Jika kebetulan Anda sedang berada di Palu dan ingin menyaksikan kehidupan masyarakat Sulawesi Tengah (Sulteng) tempo doeloe, Anda harus singgah di Museum Negeri Palu. Halaman museum ini luas dan asri. Di antara bentangan rumput hijau, ada dua patung batu tiruan (megalitik) berdiri kokoh. Patung aslinya didatangkan dari Napu (Poso) yang disimpan di belakang gedung museum ini.
Ruang pamer pertama museum terletak di bagian depan. Dari depan pintu masuk, pandangan mata akan bersirobok dengan tiang utama yang tegak berdiri tepat di tengah lorong. Tiang kayu berukir ini menyita perhatian sebab di bagian tengahnya dipajang satu kepala kerbau berukuran cukup besar, menuruti rumah adat suku Lobo. Sama seperti suku Toraja, kerbau juga menjadi simbol kemakmuran dan gengsi untuk warga Suku Lobo.
Selain itu, dinding kiri dan kanan dihiasi berbagai lukisan yang menggambarkan aktivitas tradisi masyarakat sejumlah suku yang menghuni Sulteng. Dari sini, kita dapat memasuki ruang pameran. Ruangnya luas, bersih, dan rapi dengan penataan yang cukup profesional. Pencahayaan pun memadai.
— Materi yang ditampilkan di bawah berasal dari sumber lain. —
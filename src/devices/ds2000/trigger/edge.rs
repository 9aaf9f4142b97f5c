use crate::error::Result;
use crate::scpi::Scpi;

use super::super::common::EdgeSlope;
use super::check_source_level;

const SOURCE:&str = ":TRIGger:EDGe:SOURce";
const SLOPE:&str  = ":TRIGger:EDGe:SLOPe";
const LEVEL:&str  = ":TRIGger:EDGe:LEVel";

mnemonic! {
	pub enum EdgeSource {
		Channel1 => ("CHANnel1", "CHAN1", "channel 1"),
		Channel2 => ("CHANnel2", "CHAN2", "channel 2"),
		External => ("EXT", "EXT", "external"),
		AcLine   => ("ACLine", "ACL", "AC line"),
	}
}

pub struct Edge<'a> {
	scpi: &'a mut Scpi,
}

impl<'a> Edge<'a> {

	pub(crate) fn new(scpi:&'a mut Scpi) -> Self { Self{ scpi } }

	pub fn set_source(&mut self, source:EdgeSource) -> Result<()> { self.scpi.set_mnemonic(SOURCE, source) }
	pub fn source(&mut self) -> Result<EdgeSource>                { self.scpi.query_mnemonic(SOURCE) }

	pub fn set_slope(&mut self, slope:EdgeSlope) -> Result<()> { self.scpi.set_mnemonic(SLOPE, slope) }
	pub fn slope(&mut self) -> Result<EdgeSlope>               { self.scpi.query_mnemonic(SLOPE) }

	/// Only a channel source has a level. EXT and AC line sources are rejected.
	pub fn set_level(&mut self, level:f64) -> Result<()> {
		check_source_level(self.scpi, SOURCE, level)?;
		self.scpi.set_f64(LEVEL, level)
	}

	pub fn level(&mut self) -> Result<f64> { self.scpi.query_f64(LEVEL) }

}

#[cfg(test)]
mod tests {
	use super::*;
	use crate::config::Config;
	use crate::error::Error;
	use crate::transport::MockTransport;

	fn scpi(mock:&MockTransport) -> Scpi { Scpi::new(Box::new(mock.clone()), Config::default()) }

	#[test]
	fn level_is_checked_against_the_source_channel() {
		let mock = MockTransport::new();
		mock.reply(SOURCE, "CHAN2").reply(":CHANnel2:SCALe", "1.000000e-01").reply(":CHANnel2:OFFSet", "0.000000e+00");
		let mut scpi = scpi(&mock);

		Edge::new(&mut scpi).set_level(0.4).unwrap();
		assert_eq!(mock.last_sent().as_deref(), Some(":TRIGger:EDGe:LEVel 0.4"));

		mock.clear_sent();
		assert!(matches!(Edge::new(&mut scpi).set_level(0.6), Err(Error::OutOfRange{ .. })));
		assert!(!mock.sent().iter().any(|c| c.starts_with(LEVEL)));
	}

	#[test]
	fn external_source_has_no_level() {
		let mock = MockTransport::new();
		mock.reply(SOURCE, "EXT");
		let mut scpi = scpi(&mock);
		assert!(matches!(Edge::new(&mut scpi).set_level(0.1), Err(Error::InvalidState(_))));
	}
}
Di museum ini tersimpan karya master piece (koleksi unggulan), yakni taiganja (perhiasan tradisional berusia ratusan tahun).
Meskipun begitu, bukan berarti koleksi yang lain terabaikan atau tidak bermutu. Dalam ruangan pameran tadi dapat disaksikan berbagai peralatan tumbuk padi (lesung) yang bulat atau panjang, peralatan makan dan minum yang semua terbuat dari kayu seperti sompe (tempat membuat sagu), kandean (dulang), dolong-dolong (tempat sayur), dan sendok. Ada juga beberapa potong pakaian yang terbuat dari kulit kayu, berbagai senjata tajam tradisional seperti guma (sejenis mandau milik orang Dayak) serta sejumlah alat musik tradisional. Dipamerkan pula miniatur rumah-rumah adat suku besar di Sulteng seperti Labo, Tambi, Palwa, dan Gampiri (lumbung padi milik etnis Kaili, etnis terbesar di Palu dan sekitarnya).
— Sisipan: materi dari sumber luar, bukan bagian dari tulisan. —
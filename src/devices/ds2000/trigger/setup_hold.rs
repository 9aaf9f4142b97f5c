use crate::error::Result;
use crate::scpi::Scpi;

use super::super::common::{Slope, Source};
use super::set_time;

const DATA_SOURCE:&str  = ":TRIGger:SHOLd:DSrc";
const CLOCK_SOURCE:&str = ":TRIGger:SHOLd:CSrc";
const SLOPE:&str        = ":TRIGger:SHOLd:SLOPe";
const PATTERN:&str      = ":TRIGger:SHOLd:PATTern";
const TYPE:&str         = ":TRIGger:SHOLd:TYPe";
const SETUP_TIME:&str   = ":TRIGger:SHOLd:STIMe";
const HOLD_TIME:&str    = ":TRIGger:SHOLd:HTIMe";

pub const MIN_TIME:f64 = 2e-9;
pub const MAX_TIME:f64 = 1.0;

mnemonic! {
	pub enum DataLevel {
		High => ("H", "H", "high"),
		Low  => ("L", "L", "low"),
	}
}

mnemonic! {
	pub enum SetupHoldType {
		Setup        => ("SETup", "SET", "setup"),
		Hold         => ("HOLd", "HOL", "hold"),
		SetupAndHold => ("SETHOLd", "SETHOL", "setup and hold"),
	}
}

pub struct SetupHold<'a> {
	scpi: &'a mut Scpi,
}

impl<'a> SetupHold<'a> {

	pub(crate) fn new(scpi:&'a mut Scpi) -> Self { Self{ scpi } }

	pub fn set_data_source(&mut self, source:Source) -> Result<()> { self.scpi.set_mnemonic(DATA_SOURCE, source) }
	pub fn data_source(&mut self) -> Result<Source>                { self.scpi.query_mnemonic(DATA_SOURCE) }

	pub fn set_clock_source(&mut self, source:Source) -> Result<()> { self.scpi.set_mnemonic(CLOCK_SOURCE, source) }
	pub fn clock_source(&mut self) -> Result<Source>                { self.scpi.query_mnemonic(CLOCK_SOURCE) }

	/// Clock edge the data is sampled on.
	pub fn set_slope(&mut self, slope:Slope) -> Result<()> { self.scpi.set_mnemonic(SLOPE, slope) }
	pub fn slope(&mut self) -> Result<Slope>               { self.scpi.query_mnemonic(SLOPE) }

	pub fn set_pattern(&mut self, level:DataLevel) -> Result<()> { self.scpi.set_mnemonic(PATTERN, level) }
	pub fn pattern(&mut self) -> Result<DataLevel>               { self.scpi.query_mnemonic(PATTERN) }

	pub fn set_hold_type(&mut self, t:SetupHoldType) -> Result<()> { self.scpi.set_mnemonic(TYPE, t) }
	pub fn hold_type(&mut self) -> Result<SetupHoldType>           { self.scpi.query_mnemonic(TYPE) }

	pub fn set_setup_time(&mut self, time:f64) -> Result<()> { set_time(self.scpi, SETUP_TIME, "setup time", time, MIN_TIME, MAX_TIME) }
	pub fn setup_time(&mut self) -> Result<f64>              { self.scpi.query_f64(SETUP_TIME) }

	pub fn set_hold_time(&mut self, time:f64) -> Result<()> { set_time(self.scpi, HOLD_TIME, "hold time", time, MIN_TIME, MAX_TIME) }
	pub fn hold_time(&mut self) -> Result<f64>              { self.scpi.query_f64(HOLD_TIME) }

}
Museum Negeri Palu Sulawesi Tengah ini juga mengoleksi tradisi masyarakat yang kemudian dilakonkan dalam bentuk patung dan lukisan. Misalnya, upacara Novasaviraka, yakni upacara selamatan bayi yang dilaksanakan pada hari ke-14 setelah bayi itu lahir. Ada juga upacara Mopo Tompo, yakni upacara pencabutan gigi atas dan bawah (bagian depan) sebanyak 12 buah terhadap anak gadis Suku Kulawi yang memasuki usia akil balig. Upacara ini mulai punah sejak Belanda memasuki Sulteng pada 1905.